I’d appreciate some advice, and any posts/webpages with relevant examples will also be appreciated.

Thanks!!

FYI, I have something like this for now.

app.layout = ddk.App(show_editor=True, children=[

ddk.Graph(

	id = 'graph1',
	
	figure=go.FigureWidget(
		data = [go.Parcats(
			dimensions=[
				datasource_com,
				region_com,
				state_com,
				climatezone_com,
				buildingtype_com,
				measurementtype_com,
				timeresolution_com,
			],
			line = {
				'color': color_click,
				'colorscale': colorscale_click,
				'shape': 'hspline',
				'cmin': 0,
				'cmax': 1,
			},
		)],
		
		layout= dict(
			title_font_size = 25,
			height=1000,
			width=1500,
		),			
	)
),

])

@app.callback(
Output(‘graph1’,‘children’),
[Input(???)]
)
def update_color(trace, points, state):
# Update parcats colors
new_color = np.zeros(len(df_com), dtype=‘uint8’)
new_color[points.point_inds] = 1
figure.data[0].line.color = new_color

if name == ‘main’:
app.run_server(debug=True)

2 Likes

Have you been able to resolve this issue?

1 Like

no, ended up trying different thing.

Hi, @geekshock have you resolved this by any chance?

Recreating in Dash seems really non-intuitive due to the callbacks with color.

The different thing that you tried, what was it?

Thank you!

Hello @alejohenao,

Thank you for showing interest in this topic and welcome to the community.

Please find the below example:

import plotly.graph_objects as go
import pandas as pd
from dash import Dash, dcc, Output, State, Input, ctx

app = Dash(__name__)

import plotly.graph_objects as go
import pandas as pd
import numpy as np

cars_df = pd.read_csv('https://raw.githubusercontent.com/plotly/datasets/master/imports-85.csv')

# Build parcats dimensions
categorical_dimensions = ['body-style', 'drive-wheels', 'fuel-type'];

dimensions = [dict(values=cars_df[label], label=label) for label in categorical_dimensions]

# Build colorscale
color = np.zeros(len(cars_df), dtype='uint8')
colorscale = [[0, 'gray'], [1, 'firebrick']]

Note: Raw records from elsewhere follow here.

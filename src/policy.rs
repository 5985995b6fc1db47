//! Threshold-relative decision policy

use crate::error::{Result, ScoringError};
use crate::types::assessment::RiskTier;

/// Default decision threshold
pub const DEFAULT_THRESHOLD: f64 = 0.5;

/// Lower edge of the manual-review band, as a fraction of the threshold
pub const MEDIUM_BAND_RATIO: f64 = 0.6;

/// Map a fraud probability to a risk tier relative to `threshold`.
///
/// `threshold = 0` never yields `Low`; `threshold = 1` only yields `High`
/// for `probability >= 1`.
pub fn classify(probability: f64, threshold: f64) -> RiskTier {
    if probability >= threshold {
        RiskTier::High
    } else if probability >= threshold * MEDIUM_BAND_RATIO {
        RiskTier::Medium
    } else {
        RiskTier::Low
    }
}

/// Accept thresholds within [0, 1].
pub fn validate_threshold(threshold: f64) -> Result<f64> {
    if (0.0..=1.0).contains(&threshold) {
        Ok(threshold)
    } else {
        Err(ScoringError::InvalidThreshold(threshold))
    }
}

#[cfg(test)]
mod tests {
    use super::*;
    use proptest::prelude::*;

    #[test]
    fn test_classify_bands() {
        assert_eq!(classify(0.7, 0.5), RiskTier::High);
        assert_eq!(classify(0.4, 0.5), RiskTier::Medium);
        assert_eq!(classify(0.1, 0.5), RiskTier::Low);
    }

    #[test]
    fn test_classify_boundaries() {
        for t in [0.1, 0.5, 0.7, 1.0] {
            assert_eq!(classify(t, t), RiskTier::High);
            assert_eq!(classify(0.6 * t, t), RiskTier::Medium);
            assert_eq!(classify(0.6 * t - 1e-9, t), RiskTier::Low);
        }
    }

    #[test]
    fn test_zero_threshold_never_low() {
        assert_eq!(classify(0.0, 0.0), RiskTier::High);
        assert_eq!(classify(0.3, 0.0), RiskTier::High);
    }

    #[test]
    fn test_unit_threshold_high_requires_certainty() {
        assert_eq!(classify(0.99, 1.0), RiskTier::Medium);
        assert_eq!(classify(1.0, 1.0), RiskTier::High);
    }

    #[test]
    fn test_validate_threshold() {
        assert_eq!(validate_threshold(0.0), Ok(0.0));
        assert_eq!(validate_threshold(1.0), Ok(1.0));
        assert_eq!(
            validate_threshold(1.5),
            Err(ScoringError::InvalidThreshold(1.5))
        );
        assert!(validate_threshold(-0.01).is_err());
        assert!(validate_threshold(f64::NAN).is_err());
    }

    proptest! {
        #[test]
        fn prop_classify_monotonic_in_probability(
            t in 0.0f64..=1.0,
            a in 0.0f64..=1.0,
            b in 0.0f64..=1.0,
        ) {
            let (lo, hi) = if a <= b { (a, b) } else { (b, a) };
            prop_assert!(classify(lo, t) <= classify(hi, t));
        }

        #[test]
        fn prop_classify_is_pure(p in 0.0f64..=1.0, t in 0.0f64..=1.0) {
            prop_assert_eq!(classify(p, t), classify(p, t));
        }
    }
}
//! ONNX Runtime backed classifier

use crate::error::{Result, ScoringError};
use crate::feature_extractor::FeatureVector;
use crate::models::classifier::Classifier;
use ort::memory::Allocator;
use ort::session::{builder::GraphOptimizationLevel, Session, SessionOutputs};
use ort::value::{DowncastableTarget, DynMapValueType, DynSequenceValueType, DynValue, Tensor};
use serde::Deserialize;
use std::fmt::Display;
use std::path::{Path, PathBuf};
use std::sync::RwLock;
use tracing::{debug, info, warn};

/// Training metadata exported next to the ONNX graph
#[derive(Debug, Clone, Deserialize)]
struct FeatureMetadata {
    feature_names: Vec<String>,
    feature_importances: Vec<f64>,
}

/// Sidecar path: `model.onnx` -> `model.features.json`
pub fn metadata_path(model_path: &Path) -> PathBuf {
    model_path.with_extension("features.json")
}

/// ONNX classifier with its feature metadata
pub struct OnnxClassifier {
    name: String,
    /// Session runs need exclusive access
    session: RwLock<Session>,
    input_name: String,
    output_name: String,
    metadata: FeatureMetadata,
}

impl OnnxClassifier {
    /// Load an ONNX model and its sidecar metadata
    pub fn load<P: AsRef<Path>>(path: P, onnx_threads: usize) -> Result<Self> {
        let path = path.as_ref();
        let name = path.display().to_string();
        let unavailable = |e: &dyn Display| ScoringError::model_unavailable(&name, e);

        let meta_path = metadata_path(path);
        let raw = std::fs::read_to_string(&meta_path).map_err(|e| {
            unavailable(&format!("cannot read {}: {e}", meta_path.display()))
        })?;
        let metadata: FeatureMetadata = serde_json::from_str(&raw).map_err(|e| unavailable(&e))?;

        if metadata.feature_names.len() != metadata.feature_importances.len() {
            return Err(unavailable(&format!(
                "{} feature importances for {} features",
                metadata.feature_importances.len(),
                metadata.feature_names.len()
            )));
        }

        info!(model = %name, threads = onnx_threads, "Loading ONNX model");

        let session = Session::builder()
            .map_err(|e| unavailable(&e))?
            .with_optimization_level(GraphOptimizationLevel::Level3)
            .map_err(|e| unavailable(&e))?
            .with_intra_threads(onnx_threads)
            .map_err(|e| unavailable(&e))?
            .commit_from_file(path)
            .map_err(|e| unavailable(&e))?;

        let input_name = session
            .inputs
            .first()
            .map(|i| i.name.clone())
            .unwrap_or_else(|| "float_input".to_string());

        let output_name = session
            .outputs
            .iter()
            .find(|o| o.name.contains("prob"))
            .or_else(|| session.outputs.last())
            .map(|o| o.name.clone())
            .unwrap_or_else(|| "probabilities".to_string());

        info!(
            model = %name,
            input = %input_name,
            output = %output_name,
            "ONNX model loaded"
        );

        Ok(Self {
            name,
            session: RwLock::new(session),
            input_name,
            output_name,
            metadata,
        })
    }
}

impl Classifier for OnnxClassifier {
    fn name(&self) -> &str {
        &self.name
    }

    fn feature_names(&self) -> &[String] {
        &self.metadata.feature_names
    }

    fn feature_importances(&self) -> &[f64] {
        &self.metadata.feature_importances
    }

    fn predict_proba(&self, features: &FeatureVector) -> Result<[f64; 2]> {
        let inference = |e: &dyn Display| ScoringError::InferenceError(e.to_string());

        // Input shape [1, num_features]
        let shape = vec![1_i64, features.len() as i64];
        let input = Tensor::from_array((shape, features.to_f32())).map_err(|e| inference(&e))?;

        let mut session = self
            .session
            .write()
            .map_err(|e| inference(&format!("session lock poisoned: {e}")))?;

        let outputs = session
            .run(ort::inputs![self.input_name.as_str() => input])
            .map_err(|e| inference(&e))?;

        let p1 = extract_probability(&outputs, &self.output_name).map_err(|e| inference(&e))?;

        debug!(model = %self.name, probability = p1, "ONNX inference complete");

        Ok([1.0 - p1, p1])
    }
}

/// Fraud probability from the session outputs.
///
/// Tries the configured output first, then every non-label output. Tensor
/// outputs hold `[batch, classes]` probabilities; scikit-learn's ZipMap
/// export holds `seq(map(int64, float))` instead.
fn extract_probability(
    outputs: &SessionOutputs,
    output_name: &str,
) -> std::result::Result<f64, String> {
    if let Some(output) = outputs.get(output_name) {
        match probability_from_value(output) {
            Ok(p1) => return Ok(p1),
            Err(e) => warn!(output = %output_name, error = %e, "Configured output unusable"),
        }
    }

    for (name, output) in outputs.iter() {
        if name == output_name || name.contains("label") {
            continue;
        }
        if let Ok(p1) = probability_from_value(&output) {
            debug!(output = %name, probability = p1, "Probability taken from fallback output");
            return Ok(p1);
        }
    }

    Err(format!("no probability output found (expected `{output_name}`)"))
}

fn probability_from_value(output: &DynValue) -> std::result::Result<f64, String> {
    if let Ok((shape, data)) = output.try_extract_tensor::<f32>() {
        let dims: Vec<i64> = shape.iter().copied().collect();
        return probability_from_tensor(&dims, data);
    }

    if DynSequenceValueType::can_downcast(&output.dtype()) {
        return probability_from_sequence_map(output);
    }

    Err(format!("unsupported output type {:?}", output.dtype()))
}

/// `[1, 2]` or `[2]` class probabilities, or a single fraud probability
fn probability_from_tensor(dims: &[i64], data: &[f32]) -> std::result::Result<f64, String> {
    let classes = dims.last().copied().unwrap_or(data.len() as i64);
    match (classes, data) {
        (c, [_, p1, ..]) if c >= 2 => Ok(f64::from(*p1)),
        (1, [p1, ..]) => Ok(f64::from(*p1)),
        _ => Err(format!("unexpected probability tensor shape {dims:?}")),
    }
}

fn probability_from_sequence_map(output: &DynValue) -> std::result::Result<f64, String> {
    let allocator = Allocator::default();

    let sequence = output
        .downcast_ref::<DynSequenceValueType>()
        .map_err(|e| format!("not a sequence: {e}"))?;
    let maps = sequence
        .try_extract_sequence::<DynMapValueType>(&allocator)
        .map_err(|e| e.to_string())?;

    // batch size is always 1
    let first = maps.first().ok_or("empty probability sequence")?;
    let pairs = first
        .try_extract_key_values::<i64, f32>()
        .map_err(|e| e.to_string())?;

    class_one_probability(&pairs)
}

fn class_one_probability(pairs: &[(i64, f32)]) -> std::result::Result<f64, String> {
    if let Some((_, p1)) = pairs.iter().find(|(class, _)| *class == 1) {
        return Ok(f64::from(*p1));
    }
    if let Some((_, p0)) = pairs.iter().find(|(class, _)| *class == 0) {
        return Ok(1.0 - f64::from(*p0));
    }
    Err("probability map has neither class 0 nor class 1".to_string())
}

# Build figure as FigureWidget
fig = go.FigureWidget(
    data=[go.Scatter(x=cars_df.horsepower, y=cars_df['highway-mpg'],
    marker={'color': 'gray'}, mode='markers', selected={'marker': {'color': 'firebrick'}},
    unselected={'marker': {'opacity': 0.3}}), go.Parcats(
        domain={'y': [0, 0.4]}, dimensions=dimensions,
        line={'colorscale': colorscale, 'cmin': 0,
              'cmax': 1, 'color': color, 'shape': 'hspline'})
    ])

fig.update_layout(
        height=800, xaxis={'title': 'Horsepower'},
        yaxis={'title': 'MPG', 'domain': [0.6, 1]},
        dragmode='lasso', hovermode='closest')

@app.callback(
    Output('myChart', 'figure'),
    Input('myChart','clickData'),
    Input('myChart', 'selectedData'),
    State('myChart', 'figure'),
    prevent_initial_call=True
)

# Update color callback
def update_color(click, points, fig):

    if 'myChart.clickData' in ctx.triggered_prop_ids:
        fig['data'][0]['selectedpoints'] = []
        try:
            fig['data'][0]['selectedpoints'] = [i['pointNumber'] for i in click['points']]
        except:
            fig['data'][0]['selectedpoints'] = []
        # Update parcats colors
        try:
            new_color = np.zeros(len(cars_df), dtype='uint8')
            new_color[[i['pointNumber'] for i in click['points']]] = 1
            fig['data'][1]['line']['color'] = new_color
        except:
            fig['data'][1]['line']['color'] = [0]
    elif 'myChart.selectedData' in ctx.triggered_prop_ids:
        fig['data'][0]['selectedpoints'] = []
        try:
            fig['data'][0]['selectedpoints'] = [i['pointIndex'] for i in points['points']]
        except:
            fig['data'][0]['selectedpoints'] = []
        # Update parcats colors
        try:
            new_color = np.zeros(len(cars_df), dtype='uint8')
            new_color[[i['pointIndex'] for i in points['points']]] = 1
            fig['data'][1]['line']['color'] = new_color
        except:
            fig['data'][1]['line']['color'] = [0]

    return fig


app.layout = dcc.Graph(figure=fig, id='myChart')

app.run(debug=True, port='12345')

As a note, the figure gives off the selectedData and clickData that needed to be passed back to the figure. :slight_smile:


Edit: made it so deselecting will reset the graph colors.

Also note, the selectedData will only change if there has been no interaction on the top chart.

2 Likes

Hello @jinnyzor ,
Thank you very much. I made a few changes to allow multi color brushing just as the documentation example. But this way of selecting colors is exactly what i was looking for. Thank you very much.

If this is ok with you, i would like to share this piece of code in some unaswered questions in stackoverflow, i will give due credit obviously.

Again, thank you for the quick response.

1 Like

Hello @alejohenao,

Sure thing, happy to help. :slight_smile:

1 Like